How to output the actual coin combination in the minimum change problem using recursion

Question

Given a list of coin denominations and a target value, I'm trying to make a recursive function that will tell me the smallest possible number of coins I'd need to make that value, and to then show which coins I'd need. eg input coins [1,5,10,25] and target of 6, output should be "You need 2 coins: [1,5]" I've written a function that tells me how many coins I'd need, but I want to see what the coin combination would be too.

# USD - $1, $5, $10, etc.
currency = [1, 5, 10, 20, 50, 100]

# the amount to change - eg $6
amount = 6

cache = dict() 

def recursive_change(currency, amount):
  if amount in cache.keys() is not None:
    return cache[amount]

  # base case
  if amount == 0:
    return 0

  result = amount+1 # initially result is just some high number 
  #I figure amount + 1 is fine because we'd never use more coins than the value (assuming we can't have coins worth less than one)

  for coin in currency:
    if coin <= amount:
      result = min(result, recursive_change(currency, amount-coin) + 1)
  cache[amount]=result
  return result

Here's another version I just made - I noticed my initial solution didn't handle impossible inputs well (eg make 6 cents using only nickels and dimes), so now it returns -1 for impossible amounts. It's a bit uglier though, would love some input on making it nicer.

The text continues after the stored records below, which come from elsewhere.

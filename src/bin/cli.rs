//! Combridge command line interface.

use std::process;

use clap::{
    crate_authors, crate_description, crate_name, crate_version, value_t, App, AppSettings::*, Arg,
};
use console::style;
use log::{debug, trace, LevelFilter};
use serialport::{DataBits, FlowControl, Parity, StopBits};
use simplelog::*;

use combridge::{self as cb, BridgeManager};

fn main() {
    println!("[CB] combridge v{}", crate_version!());

    ctrlc::set_handler(move || {
        println!("🛑 received Ctrl+C, shutting down...");
        cb::request_shutdown();
    })
    .expect("Failed to install my Ctrl-C handler!");

    let matches = App::new(crate_name!())
        .version(format!("v{}", crate_version!()).as_str())
        .author(crate_authors!())
        .about(crate_description!())
        .long_about(
            "\n\
            Combridge sits between two serial channels and relays delimited \
            text frames between them. A frame starting with `|` is forwarded \
            to the opposite channel (and printed to stdout), a frame \
            starting with `!` is printed to stdout only, and anything else \
            on the wire is discarded.\n\
            \n\
            Forward frames end with `|`, log frames end with a line feed. \
            Frames longer than the channel buffer are truncated and relayed \
            as-is, with a warning.\n\
            \n\
            Both channels are opened with the same line configuration and \
            the bridge runs until interrupted with Ctrl+C.\
        ",
        )
        .max_term_width(80)
        .setting(ColoredHelp)
        .setting(NextLineHelp)
        .arg(
            Arg::with_name("USB_TTY")
                .help("the USB-side tty device to use")
                .long_help(
                    "the USB-side tty device to use; may change when the \
                     adapter is unplugged and re-plugged and may differ \
                     between systems.",
                )
                .short("-u")
                .long("--usb-tty")
                .takes_value(true)
                .required(true)
                .require_equals(true),
        )
        .arg(
            Arg::with_name("BT_TTY")
                .help("the BT-side tty device to use")
                .long_help(
                    "the BT-side tty device to use, usually the rfcomm \
                     device bound to the Bluetooth serial adapter.",
                )
                .short("-t")
                .long("--bt-tty")
                .takes_value(true)
                .required(true)
                .require_equals(true),
        )
        .arg(
            Arg::with_name("BAUD_RATE")
                .help("serial port baud rate")
                .long_help("serial baud rate, applied to both channels")
                .short("-b")
                .long("--baud-rate")
                .takes_value(true)
                .default_value("9600")
                .require_equals(true),
        )
        .arg(
            Arg::with_name("DATA_BITS")
                .help("number of bits per character")
                .short("-d")
                .long("--data-bits")
                .takes_value(true)
                .possible_values(&["5", "6", "7", "8"])
                .default_value("8")
                .require_equals(true),
        )
        .arg(
            Arg::with_name("STOP_BITS")
                .help("number of stop bits per byte")
                .short("-s")
                .long("--stop-bits")
                .takes_value(true)
                .possible_values(&["1", "2"])
                .default_value("1")
                .require_equals(true),
        )
        .arg(
            Arg::with_name("PARITY")
                .help("parity checking protocol")
                .short("-p")
                .long("--parity")
                .takes_value(true)
                .possible_values(&["none", "odd", "even"])
                .default_value("none")
                .require_equals(true),
        )
        .arg(
            Arg::with_name("FLOW_CONTROL")
                .help("flow control mode")
                .short("-f")
                .long("--flow-control")
                .takes_value(true)
                .possible_values(&["none", "soft", "hard"])
                .default_value("none")
                .require_equals(true),
        )
        .arg(Arg::with_name("v").short("v").multiple(true).help(
            "Sets the logging level of verbosity, repeat several times for \
                higher verbosity",
        ))
        .get_matches();

    // Vary the output based on how many times the user used the "verbose" flag
    // (i.e. 'combridge -v -v -v' or 'combridge -vvv' vs 'combridge -v'
    let log_level: LevelFilter;
    match matches.occurrences_of("v") {
        0 => log_level = LevelFilter::Warn,
        1 => log_level = LevelFilter::Info,
        2 => log_level = LevelFilter::Debug,
        _ => log_level = LevelFilter::Trace,
    }

    TermLogger::init(log_level, Config::default(), TerminalMode::Mixed, ColorChoice::Auto).unwrap();

    trace!("{:#?}", matches);

    // Arguments with default values ===========================================

    // It's safe to call unwrap on all command line arguments with default
    // values, because the value with either be what the user input at runtime
    // or the default value

    let baud_rate = value_t!(matches.value_of("BAUD_RATE"), u32).unwrap_or_else(|_| {
        println!(
            "{}: `{}` needs to be a numeric value",
            style("error").red(),
            style("baud-rate").cyan()
        );
        println!(
            "   {} `{}` is not a valid value",
            style("-->").cyan(),
            style(matches.value_of("BAUD_RATE").unwrap()).on_red()
        );
        process::exit(-1);
    });

    let data_bits = match matches.value_of("DATA_BITS").unwrap() {
        "5" => DataBits::Five,
        "6" => DataBits::Six,
        "7" => DataBits::Seven,
        "8" => DataBits::Eight,
        _ => unreachable!(),
    };

    let stop_bits = match matches.value_of("STOP_BITS").unwrap() {
        "1" => StopBits::One,
        "2" => StopBits::Two,
        _ => unreachable!(),
    };

    let parity = match matches.value_of("PARITY").unwrap() {
        "none" => Parity::None,
        "even" => Parity::Even,
        "odd" => Parity::Odd,
        _ => unreachable!(),
    };

    let flow_control = match matches.value_of("FLOW_CONTROL").unwrap() {
        "none" => FlowControl::None,
        "soft" => FlowControl::Software,
        "hard" => FlowControl::Hardware,
        _ => unreachable!(),
    };

    // END - Arguments with default values =====================================

    let settings = cb::SettingsBuilder::default()
        .usb_path(matches.value_of("USB_TTY").unwrap())
        .bt_path(matches.value_of("BT_TTY").unwrap())
        .baud_rate(baud_rate)
        .data_bits(data_bits)
        .stop_bits(stop_bits)
        .parity(parity)
        .flow_control(flow_control)
        .finalize();

    // Run the state machine ===================================================

    let mut bridge = cb::singleton(settings);
    let exit_code = bridge.run();
    debug!("exit code: {}", exit_code);
    std::process::exit(exit_code.into());
}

def recursive_change(currency, amount):
  if amount in cache.keys():
    return cache[amount]

  # base case
  if amount == 0:
    return 0

  # If we can't make the amount with this coin, return -1
  if amount < 0:
    return -1

  result = -1

  for coin in currency:
    if coin <= amount:
      current_result = recursive_change(currency, amount-coin) 
      if current_result >= 0: 
        if result < 0:
          result = current_result 
        else: 
          result = min(current_result, result) 

  if result < 0:
    result = -1
  else:
    result = result + 1
  cache[amount]=result
  print(cache)
  return result

Answer 1

This solution uses recursion to find the ideal solutions where the greedy algorithm fails, uses a cache so it should be about as fast as the DP iterative approach, and outputs the actual coin combination.

# currency denominations
currency = [2,3,15,25]

# the amount to make change for - eg $30
amount = 30

# cache contains the best currency combos for each value: eg cache[7]=[5,1,1]
cache = dict()
def recursive_change(currency, amount):
  if amount in cache.keys():
    return []+cache[amount] # Had to do this [] thing so it passes a copy

  # base case
  if amount == 0:
    return []

  # If we can't make the amount with this coin, return -1
  if amount < 0:
    return [-1]

  best_combo = [-1]

  for coin in currency:
    current_result = recursive_change(currency, amount-coin)
    if current_result == [] or current_result[0] >= 0: 
      current_result.append(coin)  # if we picked a coin, we add it to the list
      if best_combo[0] < 0:
        best_combo = current_result 
        # if we found the first coin combo that works for the current problem, set best so we don't compare to -1 below
      else: 
        # if this isn't the first coin combo that works for the current problem, check to see if it's better than any of the other coin combos
        if len(current_result) < len(best_combo):
          best_combo = current_result

  cache[amount]=[]+best_combo # Had to do this [] thing so it passes a copy
  return best_combo

Answer 2

You approach is very inefficient, especially for large sums of money. You should have started generating sums from the highest denominations, not from the lowest. Here's the faster and simpler version that returns the denomination and the number of coins/bills:

currency = [1, 5, 10, 20, 50, 100]

def recursive_change(currency, amount):
    for c in reversed(currency) :
        if amount >= c :
            return [(amount // c, c),] + recursive_change( currency, amount % c )
    return []

recursive_change( currency, 6 )
>>> [(1, 5), (1, 1)]

that means one coin of 5 and one coin of 1.

A couple more of test results:

>>> recursive_change( currency, 77 )
[(1, 50), (1, 20), (1, 5), (2, 1)]
>>> recursive_change( currency, 99 )
[(1, 50), (2, 20), (1, 5), (4, 1)]